Stored items
########

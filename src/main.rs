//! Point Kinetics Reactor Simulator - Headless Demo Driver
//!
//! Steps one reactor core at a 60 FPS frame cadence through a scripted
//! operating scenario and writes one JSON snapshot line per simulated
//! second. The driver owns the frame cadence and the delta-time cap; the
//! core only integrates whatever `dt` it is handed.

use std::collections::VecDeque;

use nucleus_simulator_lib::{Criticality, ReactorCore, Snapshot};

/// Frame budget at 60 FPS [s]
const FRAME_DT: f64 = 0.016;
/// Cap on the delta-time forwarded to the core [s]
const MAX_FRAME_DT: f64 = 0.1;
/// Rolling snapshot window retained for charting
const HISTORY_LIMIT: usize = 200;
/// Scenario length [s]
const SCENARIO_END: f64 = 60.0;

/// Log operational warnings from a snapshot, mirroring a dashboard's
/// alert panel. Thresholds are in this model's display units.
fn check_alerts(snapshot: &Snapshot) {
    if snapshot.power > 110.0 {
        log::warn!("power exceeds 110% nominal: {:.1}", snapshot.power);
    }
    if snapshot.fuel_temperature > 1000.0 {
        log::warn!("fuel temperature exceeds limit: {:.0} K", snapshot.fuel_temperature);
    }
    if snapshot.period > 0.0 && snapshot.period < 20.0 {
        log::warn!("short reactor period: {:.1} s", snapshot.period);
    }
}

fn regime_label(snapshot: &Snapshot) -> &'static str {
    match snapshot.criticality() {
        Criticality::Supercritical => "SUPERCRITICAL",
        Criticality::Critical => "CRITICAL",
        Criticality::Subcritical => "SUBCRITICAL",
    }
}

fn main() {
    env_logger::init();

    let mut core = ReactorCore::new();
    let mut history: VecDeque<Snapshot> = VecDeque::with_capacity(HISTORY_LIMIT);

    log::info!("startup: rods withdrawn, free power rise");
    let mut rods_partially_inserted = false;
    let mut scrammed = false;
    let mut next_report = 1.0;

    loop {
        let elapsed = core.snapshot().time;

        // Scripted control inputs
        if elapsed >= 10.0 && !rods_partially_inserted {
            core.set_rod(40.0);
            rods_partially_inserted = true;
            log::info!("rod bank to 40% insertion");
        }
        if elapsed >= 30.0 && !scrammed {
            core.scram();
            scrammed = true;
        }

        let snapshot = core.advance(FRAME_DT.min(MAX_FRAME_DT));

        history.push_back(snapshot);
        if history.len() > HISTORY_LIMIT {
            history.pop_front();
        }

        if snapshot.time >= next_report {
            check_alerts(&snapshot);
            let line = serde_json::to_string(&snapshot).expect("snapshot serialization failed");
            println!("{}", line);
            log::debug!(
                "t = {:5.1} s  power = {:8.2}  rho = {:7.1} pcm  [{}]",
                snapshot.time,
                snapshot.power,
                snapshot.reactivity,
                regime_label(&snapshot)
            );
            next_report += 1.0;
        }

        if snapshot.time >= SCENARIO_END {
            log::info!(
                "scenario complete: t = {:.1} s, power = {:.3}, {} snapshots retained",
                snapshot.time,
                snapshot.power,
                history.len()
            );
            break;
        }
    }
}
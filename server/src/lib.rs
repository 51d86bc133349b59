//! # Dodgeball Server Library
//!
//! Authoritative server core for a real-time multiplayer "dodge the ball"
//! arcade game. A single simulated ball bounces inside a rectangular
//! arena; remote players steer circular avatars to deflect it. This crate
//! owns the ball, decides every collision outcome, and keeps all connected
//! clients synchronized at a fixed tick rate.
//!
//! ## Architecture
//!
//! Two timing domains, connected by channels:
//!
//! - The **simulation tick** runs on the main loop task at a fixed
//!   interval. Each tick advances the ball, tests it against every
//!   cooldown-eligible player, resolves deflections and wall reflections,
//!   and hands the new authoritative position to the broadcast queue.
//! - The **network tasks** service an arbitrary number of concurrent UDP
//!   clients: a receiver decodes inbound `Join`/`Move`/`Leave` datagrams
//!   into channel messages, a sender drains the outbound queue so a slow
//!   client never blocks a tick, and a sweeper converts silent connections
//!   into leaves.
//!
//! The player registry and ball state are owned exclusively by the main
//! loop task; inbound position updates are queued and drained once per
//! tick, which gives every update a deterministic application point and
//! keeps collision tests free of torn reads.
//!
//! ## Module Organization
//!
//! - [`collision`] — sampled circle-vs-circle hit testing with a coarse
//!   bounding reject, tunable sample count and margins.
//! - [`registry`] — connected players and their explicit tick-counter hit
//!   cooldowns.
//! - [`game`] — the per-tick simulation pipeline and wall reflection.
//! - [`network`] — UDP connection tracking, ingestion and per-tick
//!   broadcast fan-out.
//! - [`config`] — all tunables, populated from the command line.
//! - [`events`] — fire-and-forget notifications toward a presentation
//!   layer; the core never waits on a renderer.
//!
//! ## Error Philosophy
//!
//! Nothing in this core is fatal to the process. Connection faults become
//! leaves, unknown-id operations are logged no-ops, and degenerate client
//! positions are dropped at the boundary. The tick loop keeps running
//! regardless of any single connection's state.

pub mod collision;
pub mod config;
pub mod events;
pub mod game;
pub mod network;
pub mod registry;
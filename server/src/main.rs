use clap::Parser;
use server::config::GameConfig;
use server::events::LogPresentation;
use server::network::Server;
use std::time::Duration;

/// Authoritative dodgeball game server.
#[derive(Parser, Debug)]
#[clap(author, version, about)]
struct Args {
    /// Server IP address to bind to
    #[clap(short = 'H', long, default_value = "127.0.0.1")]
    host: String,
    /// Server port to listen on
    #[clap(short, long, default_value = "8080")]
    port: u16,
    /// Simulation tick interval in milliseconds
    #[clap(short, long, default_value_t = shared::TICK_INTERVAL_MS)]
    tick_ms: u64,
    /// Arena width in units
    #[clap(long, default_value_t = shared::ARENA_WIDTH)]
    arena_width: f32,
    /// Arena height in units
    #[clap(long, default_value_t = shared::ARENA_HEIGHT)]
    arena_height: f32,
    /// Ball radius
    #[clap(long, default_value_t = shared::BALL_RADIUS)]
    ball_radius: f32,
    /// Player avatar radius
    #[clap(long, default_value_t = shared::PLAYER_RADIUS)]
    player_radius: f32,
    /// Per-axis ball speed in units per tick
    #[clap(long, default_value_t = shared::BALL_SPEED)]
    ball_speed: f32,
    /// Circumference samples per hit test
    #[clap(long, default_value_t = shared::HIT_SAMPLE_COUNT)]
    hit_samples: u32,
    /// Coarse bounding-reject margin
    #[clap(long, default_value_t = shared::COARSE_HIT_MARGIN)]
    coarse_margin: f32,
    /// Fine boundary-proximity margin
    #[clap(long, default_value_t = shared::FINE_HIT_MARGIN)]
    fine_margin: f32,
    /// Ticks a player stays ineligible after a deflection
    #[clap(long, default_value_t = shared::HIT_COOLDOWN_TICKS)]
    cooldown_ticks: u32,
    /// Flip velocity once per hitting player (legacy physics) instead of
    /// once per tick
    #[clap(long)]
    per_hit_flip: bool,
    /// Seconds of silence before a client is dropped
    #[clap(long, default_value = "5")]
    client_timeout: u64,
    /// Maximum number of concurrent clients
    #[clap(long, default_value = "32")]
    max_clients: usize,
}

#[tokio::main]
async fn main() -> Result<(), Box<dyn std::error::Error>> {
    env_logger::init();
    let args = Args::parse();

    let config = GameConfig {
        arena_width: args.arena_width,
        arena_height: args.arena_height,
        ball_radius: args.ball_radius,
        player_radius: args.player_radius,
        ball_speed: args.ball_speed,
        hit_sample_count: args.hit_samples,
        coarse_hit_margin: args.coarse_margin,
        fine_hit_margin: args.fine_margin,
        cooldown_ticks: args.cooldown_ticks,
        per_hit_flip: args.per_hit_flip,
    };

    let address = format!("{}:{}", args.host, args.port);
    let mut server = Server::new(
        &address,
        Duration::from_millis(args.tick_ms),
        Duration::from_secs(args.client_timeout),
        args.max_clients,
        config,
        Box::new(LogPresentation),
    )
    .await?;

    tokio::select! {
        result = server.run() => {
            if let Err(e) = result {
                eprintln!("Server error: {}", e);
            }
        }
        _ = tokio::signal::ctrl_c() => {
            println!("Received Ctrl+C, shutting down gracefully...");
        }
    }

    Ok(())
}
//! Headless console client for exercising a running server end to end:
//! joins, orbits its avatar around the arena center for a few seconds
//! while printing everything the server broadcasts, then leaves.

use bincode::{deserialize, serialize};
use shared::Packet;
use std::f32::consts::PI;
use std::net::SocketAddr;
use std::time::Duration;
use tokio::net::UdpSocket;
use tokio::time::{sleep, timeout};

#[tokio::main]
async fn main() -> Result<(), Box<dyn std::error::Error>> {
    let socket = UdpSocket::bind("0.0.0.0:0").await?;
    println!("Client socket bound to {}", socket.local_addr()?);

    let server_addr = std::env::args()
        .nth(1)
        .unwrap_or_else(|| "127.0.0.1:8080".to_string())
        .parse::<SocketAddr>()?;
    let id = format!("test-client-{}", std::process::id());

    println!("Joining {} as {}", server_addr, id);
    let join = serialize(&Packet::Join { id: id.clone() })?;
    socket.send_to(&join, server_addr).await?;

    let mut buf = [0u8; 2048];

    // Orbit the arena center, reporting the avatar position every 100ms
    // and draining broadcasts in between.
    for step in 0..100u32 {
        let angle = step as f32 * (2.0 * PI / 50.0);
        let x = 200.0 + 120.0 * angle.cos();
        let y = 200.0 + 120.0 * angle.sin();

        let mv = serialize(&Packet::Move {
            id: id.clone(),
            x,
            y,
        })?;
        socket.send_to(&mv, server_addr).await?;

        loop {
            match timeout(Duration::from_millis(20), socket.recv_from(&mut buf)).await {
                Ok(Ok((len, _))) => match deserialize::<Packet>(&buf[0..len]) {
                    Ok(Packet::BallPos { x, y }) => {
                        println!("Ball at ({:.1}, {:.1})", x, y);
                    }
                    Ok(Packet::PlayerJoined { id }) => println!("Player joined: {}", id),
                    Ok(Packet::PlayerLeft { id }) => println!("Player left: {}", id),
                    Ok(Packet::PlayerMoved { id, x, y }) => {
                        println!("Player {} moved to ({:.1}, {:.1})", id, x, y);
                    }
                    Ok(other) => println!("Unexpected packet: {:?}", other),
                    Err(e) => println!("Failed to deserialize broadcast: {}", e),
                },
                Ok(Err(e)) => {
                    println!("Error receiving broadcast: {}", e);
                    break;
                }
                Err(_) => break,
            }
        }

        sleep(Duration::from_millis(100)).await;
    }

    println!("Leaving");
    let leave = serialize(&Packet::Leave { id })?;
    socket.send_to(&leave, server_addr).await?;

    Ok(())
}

########

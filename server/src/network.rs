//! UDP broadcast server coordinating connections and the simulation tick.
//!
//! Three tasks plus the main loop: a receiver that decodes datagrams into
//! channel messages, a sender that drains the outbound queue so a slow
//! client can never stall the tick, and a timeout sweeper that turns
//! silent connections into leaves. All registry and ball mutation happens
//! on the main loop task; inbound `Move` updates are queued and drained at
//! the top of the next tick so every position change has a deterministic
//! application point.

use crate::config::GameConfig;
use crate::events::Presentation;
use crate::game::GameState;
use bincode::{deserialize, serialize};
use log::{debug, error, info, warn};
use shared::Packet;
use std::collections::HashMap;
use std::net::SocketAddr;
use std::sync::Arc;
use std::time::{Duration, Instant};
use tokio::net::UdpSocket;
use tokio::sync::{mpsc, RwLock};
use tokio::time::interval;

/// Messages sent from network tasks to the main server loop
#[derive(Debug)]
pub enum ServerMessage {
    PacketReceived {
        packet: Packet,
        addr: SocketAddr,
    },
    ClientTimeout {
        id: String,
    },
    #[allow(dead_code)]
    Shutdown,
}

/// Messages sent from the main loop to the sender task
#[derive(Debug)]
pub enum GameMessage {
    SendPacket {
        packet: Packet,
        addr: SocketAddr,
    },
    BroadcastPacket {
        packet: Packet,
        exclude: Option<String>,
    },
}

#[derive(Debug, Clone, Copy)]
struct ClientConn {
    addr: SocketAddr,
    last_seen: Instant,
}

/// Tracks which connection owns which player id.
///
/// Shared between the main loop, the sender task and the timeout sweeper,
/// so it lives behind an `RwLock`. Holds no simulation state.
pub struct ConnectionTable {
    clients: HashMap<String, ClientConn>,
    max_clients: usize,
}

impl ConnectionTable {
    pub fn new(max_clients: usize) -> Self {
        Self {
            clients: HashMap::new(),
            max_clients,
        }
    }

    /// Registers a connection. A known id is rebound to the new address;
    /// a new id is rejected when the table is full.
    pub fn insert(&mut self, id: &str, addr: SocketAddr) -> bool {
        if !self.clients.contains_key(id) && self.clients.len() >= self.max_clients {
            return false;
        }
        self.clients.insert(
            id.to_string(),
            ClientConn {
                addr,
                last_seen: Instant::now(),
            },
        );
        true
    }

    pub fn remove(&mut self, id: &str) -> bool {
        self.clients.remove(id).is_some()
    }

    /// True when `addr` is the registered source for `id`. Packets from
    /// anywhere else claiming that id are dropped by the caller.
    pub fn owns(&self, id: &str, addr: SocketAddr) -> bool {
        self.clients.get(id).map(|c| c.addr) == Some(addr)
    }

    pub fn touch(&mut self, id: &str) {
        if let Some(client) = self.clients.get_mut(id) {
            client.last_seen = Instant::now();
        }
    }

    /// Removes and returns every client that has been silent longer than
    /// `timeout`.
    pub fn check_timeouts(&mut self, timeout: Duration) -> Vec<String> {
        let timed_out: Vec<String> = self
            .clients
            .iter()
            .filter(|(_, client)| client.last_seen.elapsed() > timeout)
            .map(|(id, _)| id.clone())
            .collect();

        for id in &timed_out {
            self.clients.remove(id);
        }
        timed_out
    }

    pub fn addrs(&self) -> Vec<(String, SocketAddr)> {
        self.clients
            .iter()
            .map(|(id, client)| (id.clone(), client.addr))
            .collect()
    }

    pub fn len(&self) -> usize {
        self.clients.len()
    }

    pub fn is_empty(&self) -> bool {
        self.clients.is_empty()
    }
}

########

▶ _Task statement_
Wherever a line of the data above contains "format", copy that line.

▶ _Answer for this exercise_
    let address = format!("{}:{}", args.host, args.port);
    let id = format!("test-client-{}", std::process::id());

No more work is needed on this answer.